En changeant ce régime déjà parce que quand un ministre affirme que les littéraires ne sont pas utiles au projet d’émergence, c’est un nouvel analphabétisme qui avait déjà consisté à faire croire aux ivoiriens que l’économie est une solution. Pour que cela soit vrai, il eût fallu que l’économie soit une politique ; ce qui est faux d’ailleurs. L’économie n’est que la conséquence d’une politique. Une société humaine qui expérimente comme la Côte d’Ivoire, les dérives du « rattrapage » et de la justice des vainqueurs, n’aura même avec une croissance à trois chiffres, qu’une économie de château de cartes. Donc quand on aura changé de régime, il faudra reprogrammer les capacités de l’État à partir de la base. Sinon vous savez que nous sommes un pays sans statistique donc sans source de planification objective ; et c’est l’un des objectifs de la guerre que nous subissons. Par ailleurs, pourquoi notre système scolaire n’arrive-t-il pas à ravaler ses diplômés alors que notre pays est à peine centenaire ? Comment se fait-il que nos licenciés sont livrés à eux-mêmes alors que le secondaire privé est tenu par des gens sans rapport objectif avec le système éducatif ? L’ENS et les universités en tant qu’EPN, peuvent employer la totalité de leurs étudiants en ouvrant des lycées pilotes semi-privés. Aussi, comment peut-il se faire qu’on renvoie des étudiants après 4 ou 5 ans d’étude en médecine alors que notre couverture santé est l’une des plus faibles au monde ? Voici quelques questions. Alors, tant que nous croirons que c’est le culte de l’économie qui fait l’économie, nous engagerons nos peuples dans l’incertitude des guerres d’annexion.

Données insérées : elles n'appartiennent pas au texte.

use serde::{Deserialize, Serialize};
use std::{env, fs, path::PathBuf, str::FromStr};
use thiserror::Error;
use url::Url;

/// Environment variable overriding [`ClientConfig::api_base_url`].
pub const API_URL_ENV: &str = "FITZ_API_URL";
/// Environment variable overriding [`ClientConfig::log_level`].
pub const LOG_LEVEL_ENV: &str = "FITZ_LOG_LEVEL";
/// Environment variable overriding [`ClientConfig::session_path`].
pub const SESSION_PATH_ENV: &str = "FITZ_SESSION_PATH";

const LOG_LEVELS: [&str; 5] = ["trace", "debug", "info", "warn", "error"];

/// Errors raised while loading or validating a [`ClientConfig`].
#[derive(Debug, Error)]
pub enum ConfigError {
    #[error("failed to read configuration file: {0}")]
    Io(#[from] std::io::Error),
    #[error("invalid YAML configuration: {0}")]
    Yaml(#[from] serde_yml::Error),
    #[error("invalid JSON configuration: {0}")]
    Json(#[from] serde_json::Error),
    #[error("Unsupported configuration format `{0}`. Use 'yaml' or 'json'.")]
    UnsupportedFormat(String),
    #[error("Invalid API base URL `{0}`: must be an absolute http or https URL")]
    InvalidApiUrl(String),
    #[error("Invalid log level `{0}`: expected one of trace, debug, info, warn, error")]
    InvalidLogLevel(String),
}

/// Serialization format of a configuration file.
#[derive(Debug, Clone, Copy, PartialEq, Eq, Default)]
pub enum ConfigFormat {
    #[default]
    Yaml,
    Json,
}

impl ConfigFormat {
    /// Conventional file name for this format.
    #[must_use]
    pub const fn file_name(self) -> &'static str {
        match self {
            Self::Yaml => "config.yaml",
            Self::Json => "config.json",
        }
    }

    fn from_path(path: &std::path::Path) -> Result<Self, ConfigError> {
        let extension = path
            .extension()
            .and_then(|ext| ext.to_str())
            .unwrap_or_default();
        extension.parse()
    }
}

impl FromStr for ConfigFormat {
    type Err = ConfigError;

    fn from_str(value: &str) -> Result<Self, Self::Err> {
        match value.to_ascii_lowercase().as_str() {
            "yaml" | "yml" => Ok(Self::Yaml),
            "json" => Ok(Self::Json),
            other => Err(ConfigError::UnsupportedFormat(other.to_string())),
        }
    }
}

/// Settings shared by native clients of the remote API.
#[derive(Serialize, Deserialize, Debug, Clone, PartialEq, Eq)]
#[serde(default)]
pub struct ClientConfig {
    /// Base URL of the remote API, including any path prefix
    pub api_base_url: String,

    /// Logging level
    pub log_level: String,

    /// Where the session is persisted; the platform config directory when unset
    #[serde(skip_serializing_if = "Option::is_none")]
    pub session_path: Option<PathBuf>,
}

impl Default for ClientConfig {
    fn default() -> Self {
        Self::with_defaults()
    }
}

impl ClientConfig {
    /// Generates a default configuration.
    #[must_use]
    pub fn with_defaults() -> Self {
        Self {
            api_base_url: "http://localhost:5000/api".to_string(),
            log_level: "info".to_string(),
            session_path: None,
        }
    }

    /// Loads the configuration from a file, environment variables, or defaults.
    ///
    /// Precedence, lowest first: defaults, the file, environment variables
    /// (only for values the file left at their default), then
    /// `api_url_override`.
    ///
    /// # Errors
    /// Unreadable or malformed files, unsupported extensions, and values that
    /// fail [`ClientConfig::validate`].
    pub fn load_config(
        config_path: Option<PathBuf>,
        api_url_override: Option<String>,
    ) -> Result<Self, ConfigError> {
        let defaults = Self::with_defaults();
        let mut config = match config_path {
            Some(path) => {
                let content = fs::read_to_string(&path)?;
                match ConfigFormat::from_path(&path)? {
                    ConfigFormat::Yaml => serde_yml::from_str(&content)?,
                    ConfigFormat::Json => serde_json::from_str(&content)?,
                }
            }
            None => defaults.clone(),
        };

        if config.api_base_url == defaults.api_base_url {
            if let Ok(url) = env::var(API_URL_ENV) {
                config.api_base_url = url;
            }
        }
        if config.log_level == defaults.log_level {
            if let Ok(level) = env::var(LOG_LEVEL_ENV) {
                config.log_level = level;
            }
        }
        if config.session_path.is_none() {
            if let Ok(path) = env::var(SESSION_PATH_ENV) {
                config.session_path = Some(PathBuf::from(path));
            }
        }

        if let Some(url) = api_url_override {
            config.api_base_url = url;
        }

        config.validate()?;
        Ok(config)
    }

    /// Checks the base URL and log level.
    ///
    /// # Errors
    /// The first invalid value found.
    pub fn validate(&self) -> Result<(), ConfigError> {
        match Url::parse(&self.api_base_url) {
            Ok(url) if matches!(url.scheme(), "http" | "https") => {}
            _ => return Err(ConfigError::InvalidApiUrl(self.api_base_url.clone())),
        }
        if !LOG_LEVELS.contains(&self.log_level.to_ascii_lowercase().as_str()) {
            return Err(ConfigError::InvalidLogLevel(self.log_level.clone()));
        }
        Ok(())
    }

    /// Serializes the configuration in `format`.
    ///
    /// # Errors
    /// Serializer failures.
    pub fn render(&self, format: ConfigFormat) -> Result<String, ConfigError> {
        Ok(match format {
            ConfigFormat::Yaml => serde_yml::to_string(self)?,
            ConfigFormat::Json => serde_json::to_string_pretty(self)?,
        })
    }
}
pub mod completion;
pub mod config;
pub mod dashboard;
pub mod exercises;
pub mod routines;
pub mod session;
pub mod workouts;

use std::io::{self, Write};

use anyhow::{Result, bail};
use shared::{FitzClient, SessionStore, config::ClientConfig};

use crate::store::{FileStorage, default_session_path};

/// Resolved configuration plus the session file every command shares.
#[derive(Debug, Clone)]
pub struct Context {
    pub config: ClientConfig,
}

impl Context {
    pub fn new(config: ClientConfig) -> Self {
        Self { config }
    }

    pub fn storage(&self) -> FileStorage {
        FileStorage::new(
            self.config
                .session_path
                .clone()
                .unwrap_or_else(default_session_path),
        )
    }

    pub fn session_store(&self) -> SessionStore<FileStorage> {
        SessionStore::restore(self.storage())
    }

    /// Client without credentials.
    pub fn client(&self) -> FitzClient {
        FitzClient::new(&self.config.api_base_url)
    }

    /// Client carrying the stored token.
    ///
    /// # Errors
    /// Fails when nobody is logged in.
    pub fn authenticated_client(&self) -> Result<FitzClient> {
        let store = self.session_store();
        let Some(token) = store.token() else {
            bail!("no active session; run `fitz session login` first");
        };
        Ok(self.client().with_token(token))
    }
}

/// Read one line from stdin after printing `message`.
pub fn prompt(message: &str) -> Result<String> {
    print!("{message}");
    io::stdout().flush().ok();
    let mut input = String::new();
    io::stdin().read_line(&mut input)?;
    Ok(input.trim().to_string())
}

Avez-vous un appel particulier ?
À nos candidats déclarés, je voudrais dire que c’est déjà une victoire d’avoir rejeté l’imposture. Je veux leur réitérer mon soutien infaillible. Nous avons affaire à des gens qui ont déjà scié la branche sur laquelle ils sont assis. Ils n’attendent plus qu’un coup de vent. Ouattara ne peut pas avoir offert le pire aux régimes qui l’ont précédé et vouloir à son tour que tout le monde perde la mémoire. Même face à des armes cela doit être impensable. Aux ivoiriens, je demande de rester confiants et de voir ce qui se passe autour de nous au Nigeria, au Burkina, au Sénégal…Notre espérance en Félix Houphouet-Boigny sera notre boussole. Nous irons à cette élection pour le déboulonner. Je voudrais saluer M. Anaky Kobenan parce qu’il s’installe peu à peu comme le flotteur de la démocratie ivoirienne.